The European Commission’s Economic Sentiment Index (ESI) for the EU fell to 92.8 points (compared to an all-time average of 100 points), marking a new low since August 2020 and underscoring the economic weakness of the European economy as a whole. However, the Employment Expectations Index (EEI) has remained significantly above the ESI, specifically around 10 points higher in the last year (compared to practically no difference in the pre-pandemic period). Of course, in recent months it has followed a similar declining trend to that of the ESI, and stood at 102.4 points in September. On the other hand, the economy will continue to depend upon the fiscal stance, as Member States will have to begin normalising their fiscal policies ahead of the reinstatement of the European fiscal rules in 2024. Indeed, even if negotiations between Member States continue, the new European fiscal framework is expected to maintain the existing fiscal targets (such as the deficit target of 3.0%), even if greater control is offered at a national level on how nominal targets are to be met, for example, by drawing up multi-year plans.

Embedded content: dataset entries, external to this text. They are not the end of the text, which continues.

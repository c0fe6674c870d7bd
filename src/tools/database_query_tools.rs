//! `database_query` mount: one query against an external MySQL or MongoDB server
//!
//! MySQL goes through sqlx with positional `?` parameters; MongoDB through the
//! official driver with a small JSON query envelope.

use base64::{engine::general_purpose::STANDARD, Engine as _};
use futures::TryStreamExt;
use mongodb::bson::{Bson, Document};
use mongodb::options::{ClientOptions, Credential};
use rmcp::{
    tool, tool_router, tool_handler, ServerHandler,
    handler::server::{router::tool::ToolRouter, tool::Parameters},
    model::*,
    ErrorData as McpError,
    service::RequestContext,
    RoleServer,
};
use serde_json::{json, Map, Number, Value};
use sqlx::mysql::{MySql, MySqlArguments, MySqlConnectOptions, MySqlConnection, MySqlRow};
use sqlx::query::Query;
use sqlx::{Column, Connection, Row, TypeInfo, ValueRef};
use std::future::Future;
use std::time::Duration;
use tracing::{info, warn};

use super::json_result;
use super::types::*;
use crate::config::Config;
use crate::error::{Result, ToolError};

const TOOL_COUNT: usize = 1;
const MONGO_SELECTION_TIMEOUT: Duration = Duration::from_secs(10);

#[derive(Debug, Clone, Copy, PartialEq, Eq)]
pub enum DbKind {
    Mysql,
    Mongodb,
}

impl DbKind {
    pub fn parse(db_type: &str) -> Result<Self> {
        match db_type.to_ascii_lowercase().as_str() {
            "mysql" => Ok(Self::Mysql),
            "mongodb" => Ok(Self::Mongodb),
            other => Err(ToolError::invalid(format!("Unsupported database type: {}", other))),
        }
    }
}

/// Statements whose rows are returned rather than an affected-row count
pub fn is_select_query(query: &str) -> bool {
    query
        .trim_start()
        .get(..6)
        .is_some_and(|head| head.eq_ignore_ascii_case("select"))
}

/// Supported MongoDB operations in the query envelope
#[derive(Debug, Clone, Copy, PartialEq, Eq)]
pub enum MongoOperation {
    Find,
    Insert,
    Update,
    Delete,
}

impl MongoOperation {
    pub fn parse(op: &str) -> Result<Self> {
        match op {
            "find" => Ok(Self::Find),
            "insert" => Ok(Self::Insert),
            "update" => Ok(Self::Update),
            "delete" => Ok(Self::Delete),
            other => Err(ToolError::invalid(format!("Unsupported MongoDB operation: {}", other))),
        }
    }

    fn as_str(self) -> &'static str {
        match self {
            Self::Find => "find",
            Self::Insert => "insert",
            Self::Update => "update",
            Self::Delete => "delete",
        }
    }
}

/// Parse the `{collection, operation, ...}` envelope
pub fn parse_mongo_query(query: &str) -> Result<(MongoQuery, MongoOperation)> {
    let parsed: MongoQuery = serde_json::from_str(query)
        .map_err(|e| ToolError::invalid(format!("Query must be a JSON object with 'collection' and 'operation': {}", e)))?;
    if parsed.collection.is_empty() || parsed.operation.is_empty() {
        return Err(ToolError::invalid("Query must specify 'collection' and 'operation'"));
    }
    let op = MongoOperation::parse(&parsed.operation)?;
    Ok((parsed, op))
}

fn to_document(value: Option<&Value>) -> Result<Document> {
    match value {
        None | Some(Value::Null) => Ok(Document::new()),
        // extended JSON: small integers stay Int32, {"$oid": ..} becomes an ObjectId
        Some(v) => match Bson::try_from(v.clone()) {
            Ok(Bson::Document(doc)) => Ok(doc),
            Ok(other) => Err(ToolError::invalid(format!("Expected a JSON object, got {}", other))),
            Err(e) => Err(ToolError::invalid(format!("Invalid extended JSON: {}", e))),
        },
    }
}

fn bind_json<'q>(query: Query<'q, MySql, MySqlArguments>, value: &Value) -> Query<'q, MySql, MySqlArguments> {
    match value {
        Value::Null => query.bind(None::<String>),
        Value::Bool(b) => query.bind(*b),
        Value::Number(n) => {
            if let Some(i) = n.as_i64() {
                query.bind(i)
            } else if let Some(u) = n.as_u64() {
                query.bind(u)
            } else {
                query.bind(n.as_f64().unwrap_or_default())
            }
        }
        Value::String(s) => query.bind(s.clone()),
        other => query.bind(other.to_string()),
    }
}

fn decode_cell(row: &MySqlRow, index: usize, type_name: &str) -> std::result::Result<Value, sqlx::Error> {
    let value = match type_name {
        "BOOLEAN" => json!(row.try_get_unchecked::<bool, _>(index)?),
        "TINYINT" | "SMALLINT" | "MEDIUMINT" | "INT" | "BIGINT" | "YEAR" => {
            json!(row.try_get_unchecked::<i64, _>(index)?)
        }
        t if t.ends_with("UNSIGNED") => json!(row.try_get_unchecked::<u64, _>(index)?),
        "FLOAT" => json!(row.try_get_unchecked::<f32, _>(index)?),
        "DOUBLE" => json!(row.try_get_unchecked::<f64, _>(index)?),
        "DECIMAL" => {
            let text: String = row.try_get_unchecked(index)?;
            text.parse::<f64>()
                .ok()
                .and_then(Number::from_f64)
                .map(Value::Number)
                .unwrap_or(Value::String(text))
        }
        "DATE" => json!(row.try_get::<chrono::NaiveDate, _>(index)?.to_string()),
        "DATETIME" => json!(row.try_get::<chrono::NaiveDateTime, _>(index)?.to_string()),
        "TIMESTAMP" => json!(row.try_get::<chrono::DateTime<chrono::Utc>, _>(index)?.to_rfc3339()),
        "TIME" => json!(row.try_get::<chrono::NaiveTime, _>(index)?.to_string()),
        "BLOB" | "TINYBLOB" | "MEDIUMBLOB" | "LONGBLOB" | "BINARY" | "VARBINARY" | "BIT" | "GEOMETRY" => {
            json!(STANDARD.encode(row.try_get_unchecked::<Vec<u8>, _>(index)?))
        }
        _ => json!(row.try_get_unchecked::<String, _>(index)?),
    };
    Ok(value)
}

/// A MySQL row as a JSON object keyed by column name
fn row_to_json(row: &MySqlRow) -> std::result::Result<Value, sqlx::Error> {
    let mut object = Map::new();
    for column in row.columns() {
        let index = column.ordinal();
        let value = if row.try_get_raw(index)?.is_null() {
            Value::Null
        } else {
            decode_cell(row, index, column.type_info().name())?
        };
        object.insert(column.name().to_string(), value);
    }
    Ok(Value::Object(object))
}

/// Database query tool handler
#[derive(Clone)]
pub struct DatabaseQueryToolHandler {
    tool_router: ToolRouter<DatabaseQueryToolHandler>,
    config: Config,
}

impl DatabaseQueryToolHandler {
    pub fn new(config: Config) -> Self {
        Self {
            tool_router: Self::tool_router(),
            config,
        }
    }

    pub fn tools(&self) -> Vec<Tool> {
        self.tool_router.list_all()
    }

    async fn execute(&self, args: ExecuteQueryArgs) -> Result<Value> {
        let kind = DbKind::parse(&args.db_config.db_type)?;
        info!("Executing query on {:?} database {}", kind, args.db_config.database);
        let outcome = match kind {
            DbKind::Mysql => self.execute_mysql(&args.db_config, &args.query, args.params.as_deref()).await,
            DbKind::Mongodb => self.execute_mongodb(&args.db_config, &args.query).await,
        };
        outcome.map_err(|e| e.context("Database query error"))
    }

    async fn execute_mysql(&self, db: &DbConfig, query: &str, params: Option<&[Value]>) -> Result<Value> {
        let host = self.config.mysql_host.as_deref().unwrap_or(&db.host);
        let options = MySqlConnectOptions::new()
            .host(host)
            .port(db.port)
            .username(&db.username)
            .password(&db.password)
            .database(&db.database);
        let mut conn = MySqlConnection::connect_with(&options).await?;

        let mut statement = sqlx::query(query);
        for value in params.unwrap_or_default() {
            statement = bind_json(statement, value);
        }

        let response = if is_select_query(query) {
            let rows = statement.fetch_all(&mut conn).await?;
            let result = rows.iter().map(row_to_json).collect::<std::result::Result<Vec<_>, _>>()?;
            json!({"status": "success", "query_type": "select", "result": result})
        } else {
            let done = statement.execute(&mut conn).await?;
            json!({
                "status": "success",
                "query_type": "modify",
                "result": {"affected_rows": done.rows_affected()},
            })
        };

        if let Err(e) = conn.close().await {
            warn!("Error closing MySQL connection: {}", e);
        }
        Ok(response)
    }

    async fn mongo_client(&self, db: &DbConfig) -> Result<mongodb::Client> {
        let mut options = match &self.config.mongodb_uri {
            Some(uri) => ClientOptions::parse(uri.as_str()).await?,
            None => {
                let mut options = ClientOptions::parse(format!("mongodb://{}:{}", db.host, db.port)).await?;
                options.credential = Some(
                    Credential::builder()
                        .username(db.username.clone())
                        .password(db.password.clone())
                        .source(db.database.clone())
                        .build(),
                );
                options
            }
        };
        options.server_selection_timeout = Some(MONGO_SELECTION_TIMEOUT);
        Ok(mongodb::Client::with_options(options)?)
    }

    async fn execute_mongodb(&self, db: &DbConfig, query: &str) -> Result<Value> {
        let (parsed, op) = parse_mongo_query(query)?;
        let client = self.mongo_client(db).await?;
        let collection = client.database(&db.database).collection::<Document>(&parsed.collection);
        let filter = to_document(parsed.filter.as_ref())?;

        let result = match op {
            MongoOperation::Find => {
                let docs: Vec<Document> = collection.find(filter).await?.try_collect().await?;
                Value::Array(docs.into_iter().map(|d| Bson::Document(d).into_relaxed_extjson()).collect())
            }
            MongoOperation::Insert => {
                let inserted = collection.insert_one(to_document(parsed.document.as_ref())?).await?;
                json!({"inserted_id": inserted.inserted_id.into_relaxed_extjson()})
            }
            MongoOperation::Update => {
                let updated = collection.update_many(filter, to_document(parsed.update.as_ref())?).await?;
                json!({"matched_count": updated.matched_count, "modified_count": updated.modified_count})
            }
            MongoOperation::Delete => {
                let deleted = collection.delete_many(filter).await?;
                json!({"deleted_count": deleted.deleted_count})
            }
        };

        Ok(json!({"status": "success", "operation": op.as_str(), "result": result}))
    }
}

impl Default for DatabaseQueryToolHandler {
    fn default() -> Self {
        Self::new(Config::default())
    }
}

#[tool_router]
impl DatabaseQueryToolHandler {
    #[tool(description = "Execute a query against MySQL (SQL with optional positional params) or MongoDB (JSON {collection, operation, filter, document, update})")]
    async fn execute_query(&self, Parameters(args): Parameters<ExecuteQueryArgs>) -> Result<CallToolResult, McpError> {
        json_result(&self.execute(args).await?)
    }
}

#[tool_handler]
impl ServerHandler for DatabaseQueryToolHandler {
    fn get_info(&self) -> ServerInfo {
        ServerInfo {
            protocol_version: ProtocolVersion::V_2024_11_05,
            capabilities: ServerCapabilities::builder().enable_tools().build(),
            server_info: Implementation::from_build_env(),
            instructions: Some(format!(
                "Database Query MCP Server - MySQL and MongoDB. {} tool available: execute_query.",
                TOOL_COUNT,
            )),
        }
    }

    async fn initialize(
        &self,
        _request: InitializeRequestParam,
        _context: RequestContext<RoleServer>,
    ) -> Result<InitializeResult, McpError> {
        info!("Database Query MCP server initialized with {} tools", TOOL_COUNT);
        Ok(self.get_info())
    }
}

Emerging from the pandemic is proving particularly tortuous for the Asian giant, which is having to deal with both structural challenges and the «economic scars» left by the pandemic. On the one hand, the level of non-financial corporate debt has reached a new high, standing at 160% of GDP, especially concentrated in sectors such as real estate and in local government financing vehicles (LGFVs). On the other hand, the «stellar» performance of Chinese exports during the pandemic is now being reversed, while geo-economic tensions accumulate and domestic consumption fails to pick up despite the savings accumulated by many households. Nevertheless, it is not all bad news. The figures for August were better than expected, with a particularly strong performance in the growth of industrial production (+4.5% vs. 3.7% in July) and retail sales (+4.6% vs. 2.5% in July). In part, this improvement is due, on the one hand, to the intervention of the Chinese authorities through a loosening of monetary policy and through the «fiscal machine» being put into gear. On the other hand, the recent relaxation of regulations in the real estate sphere ought to help sustain the sector over the coming months. Still, in the medium term the lack of investor and consumer confidence in China will continue to put the country’s economic outlook under pressure.